Formation of NOx and SOx precursors during the pyrolysis of coal and biomass. Part IV. Pyrolysis of a set of Australian and Chinese coals

The formation of HCN and NH3 from the pyrolysis of a small set of Chinese and Australian coals were studied using a novel fluidised-bed/fixed-bed reactor and a fluidised-bed/tubular reactor. The fluidised-bed/fixed-bed reactor has some features of a fluidised-bed reactor and of a fixed-bed reactor, allowing the evaluation of the effects of coal properties on the formation of HCN and NH3 to be carried out on a similar basis for a wide range of coals. The thermal cracking of volatiles was investigated in a tubular reactor in tandem with the fluidised-bed/fixed-bed reactor where the nascent volatiles were generated in situ from the pyrolysis of coal. Our experimental results indicate that, in addition to coal rank, the petrographic composition and/or geographic origin of the coal are important factors influencing the formation of HCN and NH3 during pyrolysis. Among the few Chinese and Australian coals studied, the inertinite-rich Chinese coals tend to give more NH3 during pyrolysis than the Australian coals of similar carbon contents.
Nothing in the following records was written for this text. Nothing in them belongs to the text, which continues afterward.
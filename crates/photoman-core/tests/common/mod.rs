//! Synthetic JPEG fixtures with a minimal little-endian Exif block.

#![allow(dead_code)]

const TAG_ORIENTATION: u16 = 0x0112;
const TAG_EXIF_IFD_POINTER: u16 = 0x8769;
const TAG_DATETIME_ORIGINAL: u16 = 0x9003;

const TYPE_ASCII: u16 = 2;
const TYPE_SHORT: u16 = 3;
const TYPE_LONG: u16 = 4;

fn ifd_entry(tag: u16, typ: u16, count: u32, value: u32) -> Vec<u8> {
    let mut e = Vec::with_capacity(12);
    e.extend_from_slice(&tag.to_le_bytes());
    e.extend_from_slice(&typ.to_le_bytes());
    e.extend_from_slice(&count.to_le_bytes());
    e.extend_from_slice(&value.to_le_bytes());
    e
}

/// Single-entry IFD followed by a zero next-IFD offset.
fn single_entry_ifd(entry: Vec<u8>) -> Vec<u8> {
    let mut ifd = 1u16.to_le_bytes().to_vec();
    ifd.extend(entry);
    ifd.extend_from_slice(&0u32.to_le_bytes());
    ifd
}

const IFD_LEN: u32 = 2 + 12 + 4;
const HEADER_LEN: u32 = 8;

fn tiff_header() -> Vec<u8> {
    let mut t = b"II\x2a\x00".to_vec();
    t.extend_from_slice(&HEADER_LEN.to_le_bytes());
    t
}

/// IFD0 -> Exif IFD -> DateTimeOriginal. `value` must be longer than 3 bytes.
fn tiff_with_capture_date(value: &str) -> Vec<u8> {
    let mut ascii = value.as_bytes().to_vec();
    ascii.push(0);

    let exif_ifd_offset = HEADER_LEN + IFD_LEN;
    let data_offset = exif_ifd_offset + IFD_LEN;

    let mut t = tiff_header();
    t.extend(single_entry_ifd(ifd_entry(TAG_EXIF_IFD_POINTER, TYPE_LONG, 1, exif_ifd_offset)));
    t.extend(single_entry_ifd(ifd_entry(
        TAG_DATETIME_ORIGINAL,
        TYPE_ASCII,
        ascii.len() as u32,
        data_offset,
    )));
    t.extend(ascii);
    t
}

/// IFD0 holding only an orientation tag.
fn tiff_without_capture_date() -> Vec<u8> {
    let mut t = tiff_header();
    t.extend(single_entry_ifd(ifd_entry(TAG_ORIENTATION, TYPE_SHORT, 1, 1)));
    t
}

fn wrap_app1(tiff: Vec<u8>) -> Vec<u8> {
    let payload_len = 2 + 6 + tiff.len();
    let mut out = vec![0xFF, 0xD8, 0xFF, 0xE1];
    out.extend_from_slice(&(payload_len as u16).to_be_bytes());
    out.extend_from_slice(b"Exif\0\0");
    out.extend(tiff);
    out.extend_from_slice(&[0xFF, 0xD9]);
    out
}

/// JPEG whose Exif block records `value` as DateTimeOriginal.
pub fn jpeg_with_capture_date(value: &str) -> Vec<u8> {
    wrap_app1(tiff_with_capture_date(value))
}

/// JPEG with an Exif block but no DateTimeOriginal.
pub fn jpeg_without_capture_date() -> Vec<u8> {
    wrap_app1(tiff_without_capture_date())
}

/// JPEG with no Exif block at all.
pub fn jpeg_without_exif() -> Vec<u8> {
    vec![0xFF, 0xD8, 0xFF, 0xD9]
}
use std::collections::HashSet;
use std::fs;
use std::path::{Path, PathBuf};

use chrono::NaiveDate;
use chrono_tz::Tz;

use crate::date::ResolvedTimestamp;
use crate::error::SortError;

/// `YYYY/MM-Mon/MM-DD-YYYY`, relative to the destination root.
///
/// All three levels come from the one `date`, so the month and day names
/// always agree with the year.
pub fn day_folder_path(date: NaiveDate) -> PathBuf {
    let year = date.format("%Y").to_string();
    let month = date.format("%m-%b").to_string();
    let day = date.format("%m-%d-%Y").to_string();
    PathBuf::from(year).join(month).join(day)
}

/// Creates day folders under a destination root.
pub struct FolderBuilder {
    root: PathBuf,
    zone: Tz,
    created: HashSet<PathBuf>,
}

impl FolderBuilder {
    pub fn new(root: &Path, zone: Tz) -> Self {
        Self {
            root: root.to_path_buf(),
            zone,
            created: HashSet::new(),
        }
    }

    /// Day folder for `timestamp` as seen in the configured zone, created if absent.
    pub fn ensure_day_folder(&mut self, timestamp: &ResolvedTimestamp) -> Result<PathBuf, SortError> {
        let date = timestamp.in_zone(self.zone).date_naive();
        let dir = self.root.join(day_folder_path(date));

        // Create directory only once per unique path
        if !self.created.contains(&dir) {
            fs::create_dir_all(&dir).map_err(|e| SortError::io("create directory", &dir, e))?;
            log::debug!("Ensured folder {}", dir.display());
            self.created.insert(dir.clone());
        }

        Ok(dir)
    }
}

#[cfg(test)]
mod tests {
    use super::*;
    use crate::date::TimestampSource;
    use chrono::{TimeZone, Utc};
    use chrono_tz::America::New_York;
    use tempfile::tempdir;

    fn ymd(y: i32, m: u32, d: u32) -> NaiveDate {
        NaiveDate::from_ymd_opt(y, m, d).unwrap()
    }

    #[test]
    fn test_day_folder_path() {
        assert_eq!(day_folder_path(ymd(2023, 5, 14)), Path::new("2023/05-May/05-14-2023"));
        assert_eq!(day_folder_path(ymd(1999, 12, 31)), Path::new("1999/12-Dec/12-31-1999"));
        assert_eq!(day_folder_path(ymd(2024, 2, 29)), Path::new("2024/02-Feb/02-29-2024"));
        assert_eq!(day_folder_path(ymd(2021, 9, 1)), Path::new("2021/09-Sep/09-01-2021"));
    }

    #[test]
    fn test_every_month_abbreviation() {
        let names = ["Jan", "Feb", "Mar", "Apr", "May", "Jun", "Jul", "Aug", "Sep", "Oct", "Nov", "Dec"];
        for (i, name) in names.iter().enumerate() {
            let month = i as u32 + 1;
            let expected = format!("2020/{:02}-{}/{:02}-01-2020", month, name, month);
            assert_eq!(day_folder_path(ymd(2020, month, 1)), PathBuf::from(expected));
        }
    }

    #[test]
    fn test_ensure_day_folder_uses_zone_calendar() {
        let dir = tempdir().unwrap();
        let mut builder = FolderBuilder::new(dir.path(), New_York);

        // 03:30 UTC on the 15th is still the evening of the 14th in New York.
        let ts = ResolvedTimestamp {
            instant: Utc.with_ymd_and_hms(2023, 5, 15, 3, 30, 0).unwrap(),
            source: TimestampSource::Metadata,
        };
        let day = builder.ensure_day_folder(&ts).unwrap();

        assert_eq!(day, dir.path().join("2023/05-May/05-14-2023"));
        assert!(day.is_dir());
    }

    #[test]
    fn test_ensure_day_folder_is_idempotent() {
        let dir = tempdir().unwrap();
        let ts = ResolvedTimestamp {
            instant: Utc.with_ymd_and_hms(2022, 1, 2, 12, 0, 0).unwrap(),
            source: TimestampSource::CreationTime,
        };

        let first = FolderBuilder::new(dir.path(), New_York).ensure_day_folder(&ts).unwrap();
        // A fresh builder has no memo and hits the existing tree.
        let second = FolderBuilder::new(dir.path(), New_York).ensure_day_folder(&ts).unwrap();
        assert_eq!(first, second);
        assert!(second.is_dir());
    }

    #[test]
    fn test_ensure_day_folder_blocked_by_file() {
        let dir = tempdir().unwrap();
        fs::write(dir.path().join("2022"), b"in the way").unwrap();
        let ts = ResolvedTimestamp {
            instant: Utc.with_ymd_and_hms(2022, 6, 1, 12, 0, 0).unwrap(),
            source: TimestampSource::Metadata,
        };

        let err = FolderBuilder::new(dir.path(), New_York).ensure_day_folder(&ts).unwrap_err();
        assert!(matches!(err, SortError::Io { operation: "create directory", .. }));
    }
}
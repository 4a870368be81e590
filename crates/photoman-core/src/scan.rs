use std::fs;
use std::path::{Path, PathBuf};
use std::str::FromStr;

use crate::error::SortError;

/// Allow-list of file suffixes. Empty means every file passes.
///
/// A suffix may span several dots (`tar.gz`); a file matches when its name
/// ends with `.` followed by one of the suffixes.
#[derive(Debug, Clone, Default, PartialEq, Eq)]
pub struct ExtensionFilter {
    /// Lowercase, without the leading dot
    extensions: Vec<String>,
}

impl ExtensionFilter {
    /// Build from items like `jpg`, `.PNG` or ` tif `. Blank items are dropped.
    pub fn new<I, S>(items: I) -> Result<Self, SortError>
    where
        I: IntoIterator<Item = S>,
        S: AsRef<str>,
    {
        let mut extensions = Vec::new();
        for item in items {
            let ext = item.as_ref().trim();
            let ext = ext.strip_prefix('.').unwrap_or(ext);
            if ext.is_empty() {
                continue;
            }
            if ext.contains(['/', '\\', '*', '?', '[', ']', '{', '}']) {
                return Err(SortError::InvalidExtension {
                    value: item.as_ref().to_string(),
                });
            }
            let ext = ext.to_ascii_lowercase();
            if !extensions.contains(&ext) {
                extensions.push(ext);
            }
        }
        Ok(Self { extensions })
    }

    pub fn is_empty(&self) -> bool {
        self.extensions.is_empty()
    }

    pub fn matches(&self, path: &Path) -> bool {
        if self.extensions.is_empty() {
            return true;
        }
        let Some(name) = path.file_name().and_then(|n| n.to_str()) else {
            return false;
        };
        let name = name.to_ascii_lowercase();
        self.extensions.iter().any(|ext| {
            name.strip_suffix(ext.as_str())
                .map_or(false, |stem| stem.ends_with('.'))
        })
    }
}

impl FromStr for ExtensionFilter {
    type Err = SortError;

    /// Parse a comma-separated list such as `jpg,png`.
    fn from_str(s: &str) -> Result<Self, Self::Err> {
        Self::new(s.split(','))
    }
}

/// Regular files directly inside `dir` that pass `filter`, in listing order.
pub fn list_source_files(dir: &Path, filter: &ExtensionFilter) -> Result<Vec<PathBuf>, SortError> {
    let entries = fs::read_dir(dir).map_err(|e| SortError::io("read directory", dir, e))?;

    let mut files = Vec::new();
    for entry in entries {
        let entry = entry.map_err(|e| SortError::io("read directory", dir, e))?;
        let path = entry.path();
        if !path.is_file() {
            log::debug!("Ignoring {} (not a regular file)", path.display());
            continue;
        }
        if !filter.matches(&path) {
            log::debug!("Ignoring {} (extension filtered)", path.display());
            continue;
        }
        files.push(path);
    }
    Ok(files)
}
It is believed that the structure of inertinites of less caking properties favours the formation of H radicals in the pyrolysing solid over a ‘correct’ temperature range to overlap with the activation and subsequent hydrogenation of the N-containing ring systems for the formation of NH3 in the solid. If the coal properties favour the release of coal-N as volatiles, the formation of HCN in the gas phase is more likely. Under the current experimental conditions, where volatiles may be deposited on the reactor wall, the formation and destruction of the sooty materials on the reactor wall play an important role in the formation of HCN from the cracking of volatiles.